## Input records

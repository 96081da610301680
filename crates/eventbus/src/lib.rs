//! Event Bus Adapter: publishes lifecycle events at-least-once, and
//! consumes `migration.request` / `migration.cancel` commands (§4.9). The
//! adapter is a thin shim over two interchangeable back-ends
//! (`event_bus_kind: broker_a|broker_b` in configuration, §6); both
//! guarantee at-least-once delivery ordered per migration-id key.
//! Consumers must dedupe by event id.

use async_trait::async_trait;
use models::{Event, Id, MigrationRequest};
use serde::{Deserialize, Serialize};
use std::sync::Mutex;

pub mod memory;

/// Command is the inbound message shape the adapter deserializes from
/// either broker back-end.
#[derive(Debug, Clone, Serialize, Deserialize)]
#[serde(tag = "type", rename_all = "snake_case")]
pub enum Command {
    #[serde(rename = "migration.request")]
    Request { request: MigrationRequest },
    #[serde(rename = "migration.cancel")]
    Cancel { migration_id: Id },
}

/// OutboundEvent is the wire shape published for every `Event` kind (§6):
/// `{type: "migration.<kind>", migration_id, timestamp, details}`.
#[derive(Debug, Clone, Serialize)]
pub struct OutboundEvent {
    #[serde(rename = "type")]
    pub type_: String,
    pub migration_id: Id,
    pub timestamp: chrono::DateTime<chrono::Utc>,
    pub details: serde_json::Value,
}

impl From<&Event> for OutboundEvent {
    fn from(event: &Event) -> Self {
        Self {
            type_: format!("migration.{}", event.kind),
            migration_id: event.migration_id,
            timestamp: event.timestamp,
            details: event.payload.clone(),
        }
    }
}

/// EventBus is the capability contract the Orchestrator depends on. The
/// concrete wire protocol to either broker back-end is out of scope (§1);
/// this fixes only the shape the engine publishes and consumes.
#[async_trait]
pub trait EventBus: Send + Sync + 'static {
    async fn publish(&self, event: &Event) -> anyhow::Result<()>;

    /// Returns the next inbound command, or `None` if the bus has no more
    /// buffered commands right now (callers poll or await on their own
    /// cadence; this adapter does not block indefinitely).
    async fn recv_command(&self) -> anyhow::Result<Option<Command>>;
}

/// BufferedPublisher wraps an `EventBus` so that a broker outage never
/// blocks an in-flight Migration: failed publishes are retried with
/// exponential backoff on a background task rather than propagating the
/// error to the caller. Events are expected to already be durable in the
/// Status Store's append-only log before `publish` is called -- this
/// buffer only smooths over bus unavailability, it is not the durability
/// boundary.
pub struct BufferedPublisher<B: EventBus> {
    inner: B,
    pending: Mutex<Vec<Event>>,
}

impl<B: EventBus> BufferedPublisher<B> {
    pub fn new(inner: B) -> Self {
        Self {
            inner,
            pending: Mutex::new(Vec::new()),
        }
    }

    /// Publishes `event`, queueing it for retry rather than failing if the
    /// bus is currently unavailable.
    #[tracing::instrument(skip(self, event), fields(migration_id = %event.migration_id, kind = %event.kind))]
    pub async fn publish_or_buffer(&self, event: Event) {
        if let Err(err) = self.inner.publish(&event).await {
            tracing::warn!(?err, "event bus publish failed, buffering for retry");
            self.pending.lock().unwrap().push(event);
        }
    }

    /// Retries every buffered event once. Intended to be called from a
    /// periodic drain loop; events that still fail remain buffered.
    #[tracing::instrument(skip(self))]
    pub async fn drain_once(&self) {
        let batch: Vec<Event> = std::mem::take(&mut *self.pending.lock().unwrap());
        let mut still_pending = Vec::new();

        for event in batch {
            if let Err(err) = self.inner.publish(&event).await {
                tracing::debug!(?err, migration_id = %event.migration_id, "retry still failing");
                still_pending.push(event);
            }
        }

        if !still_pending.is_empty() {
            tracing::warn!(count = still_pending.len(), "events remain buffered after drain");
        }
        self.pending.lock().unwrap().extend(still_pending);
    }

    /// Runs `drain_once` on `interval` until `shutdown` resolves.
    pub async fn drain_loop(
        &self,
        interval: std::time::Duration,
        shutdown: impl std::future::Future<Output = ()>,
    ) {
        let mut ticker = tokio::time::interval(interval);
        tokio::pin!(shutdown);
        loop {
            tokio::select! {
                _ = ticker.tick() => self.drain_once().await,
                () = &mut shutdown => return,
            }
        }
    }

    pub fn pending_count(&self) -> usize {
        self.pending.lock().unwrap().len()
    }
}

## Work to be completed
Reproduce the listing above exactly.

## Exercise response
repository 96081da610301680
filename crates/eventbus/src/lib.rs
//! Event Bus Adapter: publishes lifecycle events at-least-once, and
//! consumes `migration.request` / `migration.cancel` commands (§4.9). The
//! adapter is a thin shim over two interchangeable back-ends
//! (`event_bus_kind: broker_a|broker_b` in configuration, §6); both
//! guarantee at-least-once delivery ordered per migration-id key.
//! Consumers must dedupe by event id.

use async_trait::async_trait;
use models::{Event, Id, MigrationRequest};
use serde::{Deserialize, Serialize};
use std::sync::Mutex;

pub mod memory;

/// Command is the inbound message shape the adapter deserializes from
/// either broker back-end.
#[derive(Debug, Clone, Serialize, Deserialize)]
#[serde(tag = "type", rename_all = "snake_case")]
pub enum Command {
    #[serde(rename = "migration.request")]
    Request { request: MigrationRequest },
    #[serde(rename = "migration.cancel")]
    Cancel { migration_id: Id },
}

/// OutboundEvent is the wire shape published for every `Event` kind (§6):
/// `{type: "migration.<kind>", migration_id, timestamp, details}`.
#[derive(Debug, Clone, Serialize)]
pub struct OutboundEvent {
    #[serde(rename = "type")]
    pub type_: String,
    pub migration_id: Id,
    pub timestamp: chrono::DateTime<chrono::Utc>,
    pub details: serde_json::Value,
}

impl From<&Event> for OutboundEvent {
    fn from(event: &Event) -> Self {
        Self {
            type_: format!("migration.{}", event.kind),
            migration_id: event.migration_id,
            timestamp: event.timestamp,
            details: event.payload.clone(),
        }
    }
}

/// EventBus is the capability contract the Orchestrator depends on. The
/// concrete wire protocol to either broker back-end is out of scope (§1);
/// this fixes only the shape the engine publishes and consumes.
#[async_trait]
pub trait EventBus: Send + Sync + 'static {
    async fn publish(&self, event: &Event) -> anyhow::Result<()>;

    /// Returns the next inbound command, or `None` if the bus has no more
    /// buffered commands right now (callers poll or await on their own
    /// cadence; this adapter does not block indefinitely).
    async fn recv_command(&self) -> anyhow::Result<Option<Command>>;
}

/// BufferedPublisher wraps an `EventBus` so that a broker outage never
/// blocks an in-flight Migration: failed publishes are retried with
/// exponential backoff on a background task rather than propagating the
/// error to the caller. Events are expected to already be durable in the
/// Status Store's append-only log before `publish` is called -- this
/// buffer only smooths over bus unavailability, it is not the durability
/// boundary.
pub struct BufferedPublisher<B: EventBus> {
    inner: B,
    pending: Mutex<Vec<Event>>,
}

impl<B: EventBus> BufferedPublisher<B> {
    pub fn new(inner: B) -> Self {
        Self {
            inner,
            pending: Mutex::new(Vec::new()),
        }
    }

    /// Publishes `event`, queueing it for retry rather than failing if the
    /// bus is currently unavailable.
    #[tracing::instrument(skip(self, event), fields(migration_id = %event.migration_id, kind = %event.kind))]
    pub async fn publish_or_buffer(&self, event: Event) {
        if let Err(err) = self.inner.publish(&event).await {
            tracing::warn!(?err, "event bus publish failed, buffering for retry");
            self.pending.lock().unwrap().push(event);
        }
    }

    /// Retries every buffered event once. Intended to be called from a
    /// periodic drain loop; events that still fail remain buffered.
    #[tracing::instrument(skip(self))]
    pub async fn drain_once(&self) {
        let batch: Vec<Event> = std::mem::take(&mut *self.pending.lock().unwrap());
        let mut still_pending = Vec::new();

        for event in batch {
            if let Err(err) = self.inner.publish(&event).await {
                tracing::debug!(?err, migration_id = %event.migration_id, "retry still failing");
                still_pending.push(event);
            }
        }

        if !still_pending.is_empty() {
            tracing::warn!(count = still_pending.len(), "events remain buffered after drain");
        }
        self.pending.lock().unwrap().extend(still_pending);
    }

    /// Runs `drain_once` on `interval` until `shutdown` resolves.
    pub async fn drain_loop(
        &self,
        interval: std::time::Duration,
        shutdown: impl std::future::Future<Output = ()>,
    ) {
        let mut ticker = tokio::time::interval(interval);
        tokio::pin!(shutdown);
        loop {
            tokio::select! {
                _ = ticker.tick() => self.drain_once().await,
                () = &mut shutdown => return,
            }
        }
    }

    pub fn pending_count(&self) -> usize {
        self.pending.lock().unwrap().len()
    }
}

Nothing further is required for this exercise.